Input records:
>>>

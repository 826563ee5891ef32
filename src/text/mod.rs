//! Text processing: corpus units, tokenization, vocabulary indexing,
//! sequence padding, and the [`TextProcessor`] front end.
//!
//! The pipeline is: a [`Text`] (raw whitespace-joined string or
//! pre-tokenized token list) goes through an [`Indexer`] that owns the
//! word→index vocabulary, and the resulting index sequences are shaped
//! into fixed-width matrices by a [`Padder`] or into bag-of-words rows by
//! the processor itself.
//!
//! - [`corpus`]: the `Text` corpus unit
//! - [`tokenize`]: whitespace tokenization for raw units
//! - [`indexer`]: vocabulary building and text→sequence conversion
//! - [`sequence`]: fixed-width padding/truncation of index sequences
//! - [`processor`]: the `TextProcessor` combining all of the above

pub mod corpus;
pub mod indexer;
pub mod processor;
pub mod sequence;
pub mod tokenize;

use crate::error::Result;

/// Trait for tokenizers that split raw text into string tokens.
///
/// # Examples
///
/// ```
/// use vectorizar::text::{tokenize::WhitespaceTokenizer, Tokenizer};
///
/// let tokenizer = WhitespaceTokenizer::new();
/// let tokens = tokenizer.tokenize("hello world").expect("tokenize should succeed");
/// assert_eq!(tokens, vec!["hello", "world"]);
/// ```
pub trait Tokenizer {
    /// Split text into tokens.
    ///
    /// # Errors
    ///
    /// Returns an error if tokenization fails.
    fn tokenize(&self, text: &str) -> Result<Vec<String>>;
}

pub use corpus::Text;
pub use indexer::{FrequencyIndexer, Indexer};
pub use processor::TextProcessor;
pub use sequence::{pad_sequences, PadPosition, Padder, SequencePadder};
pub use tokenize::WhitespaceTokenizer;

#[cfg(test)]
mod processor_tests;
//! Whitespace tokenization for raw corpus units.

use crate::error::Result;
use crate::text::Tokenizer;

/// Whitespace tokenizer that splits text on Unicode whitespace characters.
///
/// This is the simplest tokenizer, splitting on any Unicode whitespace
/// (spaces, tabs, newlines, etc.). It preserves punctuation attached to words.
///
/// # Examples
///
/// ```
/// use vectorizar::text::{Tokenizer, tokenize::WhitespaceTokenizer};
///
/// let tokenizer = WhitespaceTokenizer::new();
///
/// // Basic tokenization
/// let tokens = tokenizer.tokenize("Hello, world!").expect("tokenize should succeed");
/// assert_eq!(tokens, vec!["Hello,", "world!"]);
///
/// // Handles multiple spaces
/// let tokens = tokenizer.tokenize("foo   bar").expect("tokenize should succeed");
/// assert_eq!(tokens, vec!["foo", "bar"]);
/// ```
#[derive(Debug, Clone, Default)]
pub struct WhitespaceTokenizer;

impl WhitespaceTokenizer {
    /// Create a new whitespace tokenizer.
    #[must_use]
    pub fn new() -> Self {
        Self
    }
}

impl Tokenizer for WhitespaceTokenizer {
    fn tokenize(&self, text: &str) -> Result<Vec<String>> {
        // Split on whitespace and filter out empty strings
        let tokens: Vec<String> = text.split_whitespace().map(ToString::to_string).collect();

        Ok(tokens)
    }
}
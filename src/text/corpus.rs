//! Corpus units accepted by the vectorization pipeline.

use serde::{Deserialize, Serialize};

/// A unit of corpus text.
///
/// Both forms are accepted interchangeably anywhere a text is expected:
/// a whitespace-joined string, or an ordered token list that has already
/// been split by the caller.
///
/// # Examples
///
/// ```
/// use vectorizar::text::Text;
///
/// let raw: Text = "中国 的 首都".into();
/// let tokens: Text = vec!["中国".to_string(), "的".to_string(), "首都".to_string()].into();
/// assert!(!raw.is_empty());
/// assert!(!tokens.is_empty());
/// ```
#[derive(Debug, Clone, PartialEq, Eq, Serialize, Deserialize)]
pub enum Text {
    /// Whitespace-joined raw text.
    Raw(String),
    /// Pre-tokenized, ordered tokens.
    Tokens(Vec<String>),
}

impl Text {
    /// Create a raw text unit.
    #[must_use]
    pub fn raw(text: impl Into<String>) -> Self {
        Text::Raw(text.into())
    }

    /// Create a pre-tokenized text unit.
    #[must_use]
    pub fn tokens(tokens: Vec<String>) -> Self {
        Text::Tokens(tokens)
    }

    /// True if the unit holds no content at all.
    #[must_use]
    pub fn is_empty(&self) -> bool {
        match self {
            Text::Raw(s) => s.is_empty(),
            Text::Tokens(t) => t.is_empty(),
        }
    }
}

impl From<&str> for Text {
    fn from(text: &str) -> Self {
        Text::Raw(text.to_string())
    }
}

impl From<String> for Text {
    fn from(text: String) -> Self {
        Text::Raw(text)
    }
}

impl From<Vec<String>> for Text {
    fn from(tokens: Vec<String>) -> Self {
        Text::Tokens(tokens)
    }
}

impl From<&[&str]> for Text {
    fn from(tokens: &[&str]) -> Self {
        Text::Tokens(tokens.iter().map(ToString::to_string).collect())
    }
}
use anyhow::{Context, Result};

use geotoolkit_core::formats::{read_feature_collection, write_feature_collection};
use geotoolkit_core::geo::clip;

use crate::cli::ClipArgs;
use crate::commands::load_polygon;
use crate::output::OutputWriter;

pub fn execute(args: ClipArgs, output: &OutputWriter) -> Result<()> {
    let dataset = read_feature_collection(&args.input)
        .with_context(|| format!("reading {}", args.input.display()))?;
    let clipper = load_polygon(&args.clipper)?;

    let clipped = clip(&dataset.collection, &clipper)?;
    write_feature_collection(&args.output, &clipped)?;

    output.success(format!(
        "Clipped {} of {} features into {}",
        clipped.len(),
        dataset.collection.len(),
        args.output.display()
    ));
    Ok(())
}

<<<

Exactly repeat the lines running from the top of the listing to the line bearing "raw corpus units.", both of those lines included, and only them.

repository 826563ee5891ef32
filename src/text/mod.rs
//! Text processing: corpus units, tokenization, vocabulary indexing,
//! sequence padding, and the [`TextProcessor`] front end.
//!
//! The pipeline is: a [`Text`] (raw whitespace-joined string or
//! pre-tokenized token list) goes through an [`Indexer`] that owns the
//! word→index vocabulary, and the resulting index sequences are shaped
//! into fixed-width matrices by a [`Padder`] or into bag-of-words rows by
//! the processor itself.
//!
//! - [`corpus`]: the `Text` corpus unit
//! - [`tokenize`]: whitespace tokenization for raw units
//! - [`indexer`]: vocabulary building and text→sequence conversion
//! - [`sequence`]: fixed-width padding/truncation of index sequences
//! - [`processor`]: the `TextProcessor` combining all of the above

pub mod corpus;
pub mod indexer;
pub mod processor;
pub mod sequence;
pub mod tokenize;

use crate::error::Result;

/// Trait for tokenizers that split raw text into string tokens.
///
/// # Examples
///
/// ```
/// use vectorizar::text::{tokenize::WhitespaceTokenizer, Tokenizer};
///
/// let tokenizer = WhitespaceTokenizer::new();
/// let tokens = tokenizer.tokenize("hello world").expect("tokenize should succeed");
/// assert_eq!(tokens, vec!["hello", "world"]);
/// ```
pub trait Tokenizer {
    /// Split text into tokens.
    ///
    /// # Errors
    ///
    /// Returns an error if tokenization fails.
    fn tokenize(&self, text: &str) -> Result<Vec<String>>;
}

pub use corpus::Text;
pub use indexer::{FrequencyIndexer, Indexer};
pub use processor::TextProcessor;
pub use sequence::{pad_sequences, PadPosition, Padder, SequencePadder};
pub use tokenize::WhitespaceTokenizer;

#[cfg(test)]
mod processor_tests;
//! Whitespace tokenization for raw corpus units.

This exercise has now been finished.